Richard Chamberlain, who has died at 90, achieved exceptional television celebrity by playing devastatingly attractive men whose professions made them unavailable to women.
In The Thorn Birds – a 1983 miniseries that achieved huge ratings for ABC in the US and BBC One in the UK – he was Ralph De Bricassart, a Catholic priest whose vow of celibacy is tested beyond breaking point over four decades by Meggie, a young woman whom he meets on an Australian sheep farm.
Based on a 1977 bestseller by Colleen McCullough, the drama benefited from finding a way of making attraction dangerous again in a post-60s era of sexual freedom. Watched by almost 60% of the available American TV audience – an extraordinarily high score – it got 16 Emmy nominations, winning six. Unusually, its British TV premiere – on 8 January 1984, between ratings hits Hi-De-Hi! and That’s Life! – was given a standalone preview programme in the previous week. Comprising an interview with Chamberlain, it was a tribute to his fame and the international impact of The Thorn Birds.
Making attraction dangerous again … Richard Chamberlain with Rachel Ward in The Thorn Birds.

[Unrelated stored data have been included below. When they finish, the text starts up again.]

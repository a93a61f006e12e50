//! Facelock Vault - Cryptographic Core
//!
//! Key derivation from face embeddings, AEAD sealing, backup compression.

pub mod aead;
pub mod compress;
pub mod keys;

pub use aead::*;
pub use compress::*;
pub use keys::*;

Photograph: Warner Bros. Television/Allstar
Repeated in 1988, the vestment-ripper became one of the most resonant TV memories for the Boomer generation. Chamberlain’s performance may have influenced the dashing celibate who became known as the “hot priest” in Phoebe Waller-Bridge’s Fleabag.
The Thorn Birds required Ralph to be irresistible to women and his casting reflected a previous triumph as TV eye-candy – in 191 episodes of the NBC medical drama Dr Kildare, from 1961 to 1966. For Chamberlain’s Dr James Kildare, who rose from intern to resident at the fictional Blair General hospital, the throbbing hearts he heard through his stethoscope were mainly caused by him, not cardiac conditions. Patients were as off-limits as Bricassart’s parishioners would be later, although publicity pictures showed Chamberlain flushing a syringe that may have been suggestive. While Kildare was a good enough doctor to have removed his own appendix when caught in an emergency without a surgeon, the point of the character was his looks.
Heart-throbbing stuff … Chamberlain as Dr Kildare. Photograph: NBCUPHOTOBANK/Rex Features
Chamberlain’s facility for acting out the tensions of forbidden love may have been helped by the fact that the actor playing these famous objects of female desire was gay, a fact he did not confirm until a 2003 memoir. Recounting a relationship with the actor-producer Martin Rabbett that endured across five decades until Rabbett’s death, the book also reflected on the psychological cost of passing as straight on and off screen, with one lie perpetuating another. The Thorn Birds, for example, led to his casting as the legendarily heterosexual Casanova.
Some among younger generations of gay men may lament Chamberlain’s reticence about his sexuality, but there seems little doubt that lifelong honesty would have disqualified him from those career-making roles as Kildare and Bricassart at a time when, at least theoretical, sexual availability was seen as a crucial part of superstardom.
The third standout TV role of Chamberlain’s career is overshadowed by different sensitivities. In the 1980 version of Shōgun, the actor was typically charismatic and dashing in a five-part adaptation of James Clavell’s novel about John Blackthorne, an English sailor captured by samurai and forced to adopt Japanese identity, but the more culturally precise 2024 remake will outrank it in TV history.
A skilled enough actor to have played Hamlet to good notices on stage in England and on TV in the US, Chamberlain was at his best on television. His particular success in miniseries spoke to a rare ability to encourage viewers to come back night after night, week after week. His impact was shown by a steady flow of late-career cameos in shows including Nip/Tuck, Hustle and Will & Grace.